Notice how the taxi is stopped in the “keep clear for ambulances” zone? I hate taxis.

The big tree at the right was featured in the bunches-of-blossoms post.

Finally, I stopped by the convenience store close to my place, and took the following picture of an area near the sidewalk: short shrubs with a sea of recently-bloomed pink.

Nikon D200 + Nikkor 17 -55 f/2.8 @ 55mm — 1 / 500 sec, f/6.3, ISO 100 — full exif & map — nearby photos Sea of Pink -- Kyoto, Japan -- Copyright 2007 Jeffrey Eric Francis Friedl, http://regex.info/blog/
Nikon D200 + Nikkor 17-55 f/2.8 @ 55mm — 1/500 sec, f/6.3, ISO 100 — full exif & mapnearby photos
Sea of Pink

These colorful blossoms are making themselves seen all around these days. In fact, the first photo of the stroll an hour earlier was of the same subject at a separate location. I've had a lot of flowers on my blog lately, and too many pictures vying for inclusion in this post, so only one location's sea of pink made the cut today.


All 3 comments so far, oldest first...

Just a couple of observations:
1. Whatever made you think the lovely lady out for a stroll was ELDERLY? She doesn’t appear to be in the least.

I saw her as we waited for the light to change. She was clearly older than you, Mom, but no less dignified. I love to see women of all ages in kimono going about their daily life. One of the local taxi companies offers a 10% discount to customers in that kind of traditional wear, which I think is great. —Jeffy

2. On the roof of the temple gates…is this what happened to all the unused mortar shells of their last war? Apparently the decorations are supposed t replicate ends of logs, I’d guess.

They’re usually seals or emblems, like the chrysanthemum symbol of the emperor, or the like.

3. I really should get you a good book so you can identify the flowers you photograph. Or else leave a blank space and Peter, or any body, could insert the name. I have… it’s called the “enter a comment” box!

So far I’ve known most of them except the very unusual. And seeing as how you grew up among many of them, it just shows how slippery you were when it came to helping me with the gardening.

— comment by Grandma Friedl on May 29th, 2007 at 2:38am JST (10 years, 7 months ago) comment permalink

I came home yesterday to find that Gregory had somehow navigated to this post and dragged the flower picture onto my desktop. He liked that one, I guess. Also, laughing at your Mom’s comments here. You posted a picture of an ajisai (hydrangea) a couple weeks ago and called it “big ball flower” or something like that.

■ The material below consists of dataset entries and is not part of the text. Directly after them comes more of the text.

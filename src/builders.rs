//! Mappings derived from the descriptor alone.

use std::{fmt::Debug, hash::Hash};

use indexmap::IndexMap;

use crate::{descriptor::EnumDescriptor, mapping::EnumMapping, value_table::ValueTable};

/// Maps each variant to the value given for its name in `table`.
pub fn map_enum<R, V>(descriptor: EnumDescriptor<R>, table: ValueTable<V>) -> EnumMapping<R, V>
where
    R: Eq + Hash + Clone + Debug,
    V: Eq + Hash + Clone + Debug,
{
    EnumMapping::new(descriptor, table)
}

/// Maps each variant to its own name, i.e. `map(Red) == "Red"` and `parse("Red") == Red`.
pub fn map_enum_to_keys<R>(descriptor: EnumDescriptor<R>) -> EnumMapping<R, String>
where
    R: Eq + Hash + Clone + Debug,
{
    let table = descriptor
        .names()
        .map(|name| (name, name.to_owned()))
        .collect();
    EnumMapping::new(descriptor, table)
}

/// Maps each variant to its underlying representation converted into `V`,
/// i.e. `map(Red) == "RED"` for `Red = "RED"`.
pub fn map_enum_to_values<R, V>(descriptor: EnumDescriptor<R>) -> EnumMapping<R, V>
where
    R: Eq + Hash + Clone + Debug + Into<V>,
    V: Eq + Hash + Clone + Debug,
{
    let table = descriptor
        .iter()
        .map(|variant| (variant.name.as_str(), variant.repr.clone().into()))
        .collect();
    EnumMapping::new(descriptor, table)
}

/// Applies `f` to every representation, keyed by variant name in declaration order.
///
/// One-directional: the result has no reverse lookup.
pub fn map_enum_with_fn<R, V>(
    descriptor: &EnumDescriptor<R>,
    f: impl Fn(&R) -> V,
) -> IndexMap<String, V> {
    descriptor
        .iter()
        .map(|variant| (variant.name.clone(), f(&variant.repr)))
        .collect()
}

#[cfg(test)]
mod tests {
    use super::*;

    fn colors() -> EnumDescriptor<&'static str> {
        EnumDescriptor::new()
            .variant("Red", "RED")
            .variant("Blue", "BLUE")
            .variant("Green", "GREEN")
    }

    #[test]
    fn keys_map_to_names() {
        let mapping = map_enum_to_keys(colors());
        assert_eq!(mapping.map(&"RED").map(String::as_str), Ok("Red"));
        assert_eq!(mapping.parse("Green"), Ok(&"GREEN"));
    }

    #[test]
    fn values_map_to_representations() {
        let mapping: EnumMapping<_, String> = map_enum_to_values(colors());
        assert_eq!(mapping.map(&"RED").map(String::as_str), Ok("RED"));
        assert_eq!(mapping.parse("BLUE"), Ok(&"BLUE"));
    }

    #[test]
    fn numeric_values_widen() {
        let sizes = EnumDescriptor::new().variant("Small", 8u8).variant("Large", 32u8);
        let mapping: EnumMapping<u8, u32> = map_enum_to_values(sizes);
        assert_eq!(mapping.map(&32), Ok(&32u32));
        assert_eq!(mapping.parse(&8), Ok(&8u8));
    }

    #[test]
    fn transform_keeps_declaration_order() {
        let sizes = EnumDescriptor::new()
            .variant("Small", 8)
            .variant("Medium", 16)
            .variant("Large", 32);
        let rem = map_enum_with_fn(&sizes, |px| format!("{}rem", *px as f32 / 16.0));
        assert_eq!(
            rem.into_iter().collect::<Vec<_>>(),
            [
                ("Small".to_owned(), "0.5rem".to_owned()),
                ("Medium".to_owned(), "1rem".to_owned()),
                ("Large".to_owned(), "2rem".to_owned()),
            ]
        );
    }
}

Gregory is clearly a preschooler of fine distinction. Yes, now that we have one in the dining room, I’ve learned the name “hydrangea” (and even how to pronounce it, courtesy of Aunt Jeannette) but you’ve got to admit that “big ball flower” is accurately descriptive. I remember now a few years ago we visited a temple in Fushimi that has a huge garden of hydrangea. I’d love to visit that again, with my nice camera and slightly improved photographic skills…. —Jeffrey

— comment by Nils on June 6th, 2007 at 11:05am JST (10 years, 6 months ago) comment permalink

Seeing Kamogawa pics makes me Kyotosick. You lucky lucky lucky one to live there!!!! I must be masochistic to read your blog.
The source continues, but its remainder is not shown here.